From: Kevin Wolf <kwolf@redhat.com>
To: Sergio Lopez <slp@redhat.com>
Cc: Fam Zheng <fam@euphon.net>,
Stefano Stabellini <sstabellini@kernel.org>,
qemu-block@nongnu.org, Paul Durrant <paul@xen.org>,
"Michael S. Tsirkin" <mst@redhat.com>,
qemu-devel@nongnu.org, Max Reitz <mreitz@redhat.com>,
Stefan Hajnoczi <stefanha@redhat.com>,
Paolo Bonzini <pbonzini@redhat.com>,
Anthony Perard <anthony.perard@citrix.com>,
xen-devel@lists.xenproject.org
Subject: Re: [PATCH v2 2/4] block: Avoid processing BDS twice in bdrv_set_aio_context_ignore()

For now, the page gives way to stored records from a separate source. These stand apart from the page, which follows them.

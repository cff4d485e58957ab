//! Restore executor that shells out to the storage engine's restore tool.

use std::path::PathBuf;

use anyhow::Context;
use async_trait::async_trait;
use volmgr_core::{RestoreExecutor, RestoreIntent};

/// Runs `<program> <volume> <backup> <source>` and treats a non-zero exit as
/// a failed restore. The last line of stderr becomes the failure reason.
#[derive(Clone, Debug)]
pub struct CommandRestoreExecutor {
    program: PathBuf,
}

impl CommandRestoreExecutor {
    pub fn new(program: impl Into<PathBuf>) -> Self {
        Self {
            program: program.into(),
        }
    }
}

#[async_trait]
impl RestoreExecutor for CommandRestoreExecutor {
    async fn execute(&self, intent: &RestoreIntent) -> anyhow::Result<()> {
        tracing::info!(
            restore = %intent.key(),
            program = %self.program.display(),
            "starting restore command"
        );
        let output = tokio::process::Command::new(&self.program)
            .arg(&intent.spec.volume_name)
            .arg(&intent.spec.backup_name)
            .arg(&intent.spec.restore_source)
            .kill_on_drop(true)
            .output()
            .await
            .with_context(|| format!("spawn {}", self.program.display()))?;
        if output.status.success() {
            return Ok(());
        }
        let stderr = String::from_utf8_lossy(&output.stderr);
        let detail = stderr.lines().rev().find(|l| !l.trim().is_empty()).unwrap_or("");
        anyhow::bail!("restore command exited with {}: {}", output.status, detail.trim())
    }
}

Date: Wed, 16 Dec 2020 13:35:14 +0100 [thread overview]
Message-ID: <20201216123514.GD7548@merkur.fritz.box> (raw)
In-Reply-To: <20201215172337.w7vcn2woze2ejgco@mhamilton>
[-- Attachment #1: Type: text/plain, Size: 6881 bytes --]
Am 15.12.2020 um 18:23 hat Sergio Lopez geschrieben:
> On Tue, Dec 15, 2020 at 04:01:19PM +0100, Kevin Wolf wrote:
> > Am 15.12.2020 um 14:15 hat Sergio Lopez geschrieben:
> > > On Tue, Dec 15, 2020 at 01:12:33PM +0100, Kevin Wolf wrote:
> > > > Am 14.12.2020 um 18:05 hat Sergio Lopez geschrieben:
> > > > > While processing the parents of a BDS, one of the parents may process
> > > > > the child that's doing the tail recursion, which leads to a BDS being
> > > > > processed twice. This is especially problematic for the aio_notifiers,
> > > > > as they might attempt to work on both the old and the new AIO
> > > > > contexts.
> > > > >
> > > > > To avoid this, add the BDS pointer to the ignore list, and check the
> > > > > child BDS pointer while iterating over the children.
> > > > >
> > > > > Signed-off-by: Sergio Lopez <slp@redhat.com>
> > > >
> > > > Ugh, so we get a mixed list of BdrvChild and BlockDriverState? :-/
> > >
> > > I know, it's effective but quite ugly...
> > >
> > > > What is the specific scenario where you saw this breaking? Did you have
> > > > multiple BdrvChild connections between two nodes so that we would go to
> > > > the parent node through one and then come back to the child node through
> > > > the other?
> > >
> > > I don't think this is a corner case. If the graph is walked top->down,
> > > there's no problem since children are added to the ignore list before
> > > getting processed, and siblings don't process each other. But, if the
> > > graph is walked bottom->up, a BDS will start processing its parents
> > > without adding itself to the ignore list, so there's nothing
> > > preventing them from processing it again.
> >
> > I don't understand. child is added to ignore before calling the parent
> > callback on it, so how can we come back through the same BdrvChild?
> >
> > QLIST_FOREACH(child, &bs->parents, next_parent) {
> > if (g_slist_find(*ignore, child)) {
> > continue;
> > }
> > assert(child->klass->set_aio_ctx);
> > *ignore = g_slist_prepend(*ignore, child);
> > child->klass->set_aio_ctx(child, new_context, ignore);
> > }
>
> Perhaps I'm missing something, but the way I understand it, that loop
> is adding the BdrvChild pointer of each of its parents, but not the
> BdrvChild pointer of the BDS that was passed as an argument to
> b_s_a_c_i.
Generally, the caller has already done that.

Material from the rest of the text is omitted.